‘Dayanışma’ bankına turist akını

.

‘Dayanışma’ bankına turist akını
Abone Ol google-news
Yayınlanma: 06.07.2019 - 20:17

İsveç Turizm Birliği’nin 238 bin üyesi arasında yapılan oylamada, Värnamo kasabasındaki “Türkün Bank”ı (Turkens Bänk) yılın turistik çekim merkezi seçildi. Yarışmada ön elemeyi geçip finale kalan on turistik bölge ya da obje arasında değişik bölgelerdeki meydanlar, ulusal parklar bulunuyordu.

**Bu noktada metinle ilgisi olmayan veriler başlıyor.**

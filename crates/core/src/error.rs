//! Error handling with codes, context and recovery suggestions
//!
//! Every fatal condition in the tools maps to an [`ErrorCode`], and every code
//! maps to a process exit status through [`Error::exit_code`].

use serde::{Deserialize, Serialize};
use std::fmt;
use thiserror::Error;

/// Error codes for programmatic error handling
#[derive(Debug, Clone, Copy, PartialEq, Eq, Hash, Serialize, Deserialize)]
#[serde(rename_all = "SCREAMING_SNAKE_CASE")]
pub enum ErrorCode {
    // General errors (1xxx)
    /// Unclassified failure
    Unknown = 1000,
    /// Bug in droidtools itself
    Internal = 1001,

    // IO errors (2xxx)
    /// Filesystem read or write failed
    IoError = 2000,
    /// Input file missing
    FileNotFound = 2001,
    /// Access refused by the OS
    PermissionDenied = 2002,
    /// Path is not usable for the operation
    InvalidPath = 2003,
    /// Input directory missing
    DirectoryNotFound = 2004,

    // Configuration errors (3xxx)
    /// Invalid configuration value
    ConfigError = 3000,
    /// Named configuration file missing
    ConfigNotFound = 3001,
    /// Configuration file is not valid TOML
    ConfigParseError = 3002,

    // Process errors (5xxx)
    /// Child process could not be run
    ProcessError = 5000,
    /// External tool not on `PATH`
    CommandNotFound = 5001,
    /// External tool exited non-zero
    CommandFailed = 5002,

    // Validation errors (6xxx)
    /// Rejected user input
    ValidationError = 6000,
    /// Malformed argument
    InvalidInput = 6001,
    /// Unparseable data
    InvalidFormat = 6002,

    // Platform-specific errors (8xxx)
    /// Android-specific failure
    PlatformError = 8000,
    /// Manifest missing or without a package
    ManifestError = 8001,
    /// Resource file unreadable
    ResourceError = 8002,
}

impl ErrorCode {
    /// Get the numeric code
    pub fn code(&self) -> u32 {
        *self as u32
    }

    /// Get a human-readable category
    pub fn category(&self) -> &'static str {
        match self.code() / 1000 {
            1 => "General",
            2 => "IO",
            3 => "Configuration",
            5 => "Process",
            6 => "Validation",
            8 => "Platform",
            _ => "Unknown",
        }
    }
}

impl fmt::Display for ErrorCode {
    fn fmt(&self, f: &mut fmt::Formatter<'_>) -> fmt::Result {
        write!(f, "E{:04}", self.code())
    }
}

/// Main error type with rich context
#[derive(Error, Debug)]
pub struct Error {
    /// Error code for programmatic handling
    pub code: ErrorCode,
    /// Human-readable message
    pub message: String,
    /// Additional context
    pub context: Option<String>,
    /// Recovery suggestion
    pub suggestion: Option<String>,
    /// Source error
    #[source]
    pub source: Option<Box<dyn std::error::Error + Send + Sync>>,
}

impl fmt::Display for Error {
    fn fmt(&self, f: &mut fmt::Formatter<'_>) -> fmt::Result {
        write!(f, "[{}] {}", self.code, self.message)?;
        if let Some(ctx) = &self.context {
            write!(f, "\n  Context: {}", ctx)?;
        }
        if let Some(suggestion) = &self.suggestion {
            write!(f, "\n  Suggestion: {}", suggestion)?;
        }
        Ok(())
    }
}

impl Error {
    /// Create a new error
    pub fn new(code: ErrorCode, message: impl Into<String>) -> Self {
        Self {
            code,
            message: message.into(),
            context: None,
            suggestion: None,
            source: None,
        }
    }

    /// Add context to the error
    pub fn with_context(mut self, context: impl Into<String>) -> Self {
        self.context = Some(context.into());
        self
    }

    /// Add a recovery suggestion
    pub fn with_suggestion(mut self, suggestion: impl Into<String>) -> Self {
        self.suggestion = Some(suggestion.into());
        self
    }

    /// Add a source error
    pub fn with_source(mut self, source: impl std::error::Error + Send + Sync + 'static) -> Self {
        self.source = Some(Box::new(source));
        self
    }

    /// Process exit status for this error
    pub fn exit_code(&self) -> i32 {
        match self.code {
            ErrorCode::CommandNotFound => exit_codes::COMMAND_NOT_FOUND,
            ErrorCode::FileNotFound
            | ErrorCode::DirectoryNotFound
            | ErrorCode::InvalidPath
            | ErrorCode::ValidationError
            | ErrorCode::InvalidInput
            | ErrorCode::InvalidFormat => exit_codes::VALIDATION_ERROR,
            ErrorCode::ConfigError
            | ErrorCode::ConfigNotFound
            | ErrorCode::ConfigParseError
            | ErrorCode::ManifestError => exit_codes::CONFIG_ERROR,
            ErrorCode::ProcessError | ErrorCode::CommandFailed => exit_codes::PROCESS_ERROR,
            _ => exit_codes::FAILURE,
        }
    }

    // Convenience constructors

    /// Generic IO failure
    pub fn io(message: impl Into<String>) -> Self {
        Self::new(ErrorCode::IoError, message)
    }

    /// A required input file does not exist
    pub fn file_not_found(path: impl AsRef<std::path::Path>) -> Self {
        Self::new(
            ErrorCode::FileNotFound,
            format!("File not found: {}", path.as_ref().display()),
        )
        .with_suggestion("Check that the file exists and you have read permissions")
    }

    /// A required input directory does not exist
    pub fn directory_not_found(path: impl AsRef<std::path::Path>) -> Self {
        Self::new(
            ErrorCode::DirectoryNotFound,
            format!("Directory not found: {}", path.as_ref().display()),
        )
    }

    /// Invalid configuration value
    pub fn config(message: impl Into<String>) -> Self {
        Self::new(ErrorCode::ConfigError, message)
    }

    /// The configuration file named with `--config` is missing
    pub fn config_not_found(path: impl AsRef<std::path::Path>) -> Self {
        Self::new(
            ErrorCode::ConfigNotFound,
            format!("Configuration file not found: {}", path.as_ref().display()),
        )
        .with_suggestion("Create a .droidtools.toml file or drop the --config flag")
    }

    /// A child process could not be spawned or waited on
    pub fn process(message: impl Into<String>) -> Self {
        Self::new(ErrorCode::ProcessError, message)
    }

    /// An external tool is not on `PATH`
    pub fn command_not_found(cmd: &str) -> Self {
        Self::new(
            ErrorCode::CommandNotFound,
            format!("Command not found: {}", cmd),
        )
        .with_suggestion(format!("Install {} and ensure it's in your PATH", cmd))
    }

    /// An external tool ran but exited non-zero
    pub fn command_failed(cmd: &str, exit_code: i32) -> Self {
        Self::new(
            ErrorCode::CommandFailed,
            format!("{} exited with status {}", cmd, exit_code),
        )
    }

    /// Bad user input, such as a pattern or a replacement string
    pub fn validation(message: impl Into<String>) -> Self {
        Self::new(ErrorCode::ValidationError, message)
    }

    /// Input that could not be parsed
    pub fn invalid_format(message: impl Into<String>) -> Self {
        Self::new(ErrorCode::InvalidFormat, message)
    }

    /// The decoded manifest is missing or lacks a package name
    pub fn manifest(message: impl Into<String>) -> Self {
        Self::new(ErrorCode::ManifestError, message)
    }

    /// A resource file could not be decoded or read
    pub fn resource(message: impl Into<String>) -> Self {
        Self::new(ErrorCode::ResourceError, message)
    }
}

/// Result type alias
pub type Result<T> = std::result::Result<T, Error>;

/// Exit codes for CLI commands
pub mod exit_codes {
    /// Clean exit
    pub const SUCCESS: i32 = 0;
    /// Unclassified failure
    pub const FAILURE: i32 = 1;
    /// Bad input or missing input path
    pub const VALIDATION_ERROR: i32 = 2;
    /// Configuration or manifest problem
    pub const CONFIG_ERROR: i32 = 3;
    /// External tool failed
    pub const PROCESS_ERROR: i32 = 4;
    /// External tool missing, as a shell would report
    pub const COMMAND_NOT_FOUND: i32 = 127;
}

// Implement From for common error types

impl From<std::io::Error> for Error {
    fn from(err: std::io::Error) -> Self {
        let code = match err.kind() {
            std::io::ErrorKind::NotFound => ErrorCode::FileNotFound,
            std::io::ErrorKind::PermissionDenied => ErrorCode::PermissionDenied,
            _ => ErrorCode::IoError,
        };
        Error::new(code, err.to_string()).with_source(err)
    }
}

impl From<serde_json::Error> for Error {
    fn from(err: serde_json::Error) -> Self {
        Error::new(ErrorCode::InvalidFormat, format!("JSON error: {}", err)).with_source(err)
    }
}

impl From<toml::de::Error> for Error {
    fn from(err: toml::de::Error) -> Self {
        Error::new(ErrorCode::ConfigParseError, format!("TOML parse error: {}", err))
            .with_source(err)
    }
}

impl From<regex::Error> for Error {
    fn from(err: regex::Error) -> Self {
        Error::new(ErrorCode::InvalidFormat, format!("Regex error: {}", err)).with_source(err)
    }
}

impl From<walkdir::Error> for Error {
    fn from(err: walkdir::Error) -> Self {
        Error::new(ErrorCode::IoError, format!("Directory walk failed: {}", err)).with_source(err)
    }
}

/// Extension trait for adding context to Results
pub trait ResultExt<T> {
    /// Attach context to the error, if any
    fn context(self, context: impl Into<String>) -> Result<T>;
    /// Attach a recovery suggestion to the error, if any
    fn with_suggestion(self, suggestion: impl Into<String>) -> Result<T>;
}

impl<T> ResultExt<T> for Result<T> {
    fn context(self, context: impl Into<String>) -> Result<T> {
        self.map_err(|e| e.with_context(context))
    }

    fn with_suggestion(self, suggestion: impl Into<String>) -> Result<T> {
        self.map_err(|e| e.with_suggestion(suggestion))
    }
}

Varnamo kasabasının parkında turistik çekim merkezi seçilen bir bank, tabii ki sıradan bir bank değil. Bank bir yaşam öyküsünü sembolü. Kadim Akça’nın soğuk sonbahar gecelerini geçirdiği, yoksulluk günlerini anlatıyor. Bronzdan yapılmış, kışın sürekli ısıtılan bankın fikir babası Kadim Akça, bankı yapan ünlü sanatçı Annika Heed. Bank’ın belediye kayıtlarındaki resmi, adı, birlik, beraberlik, dayanışma anlamında kullanılan “Gemenskap.”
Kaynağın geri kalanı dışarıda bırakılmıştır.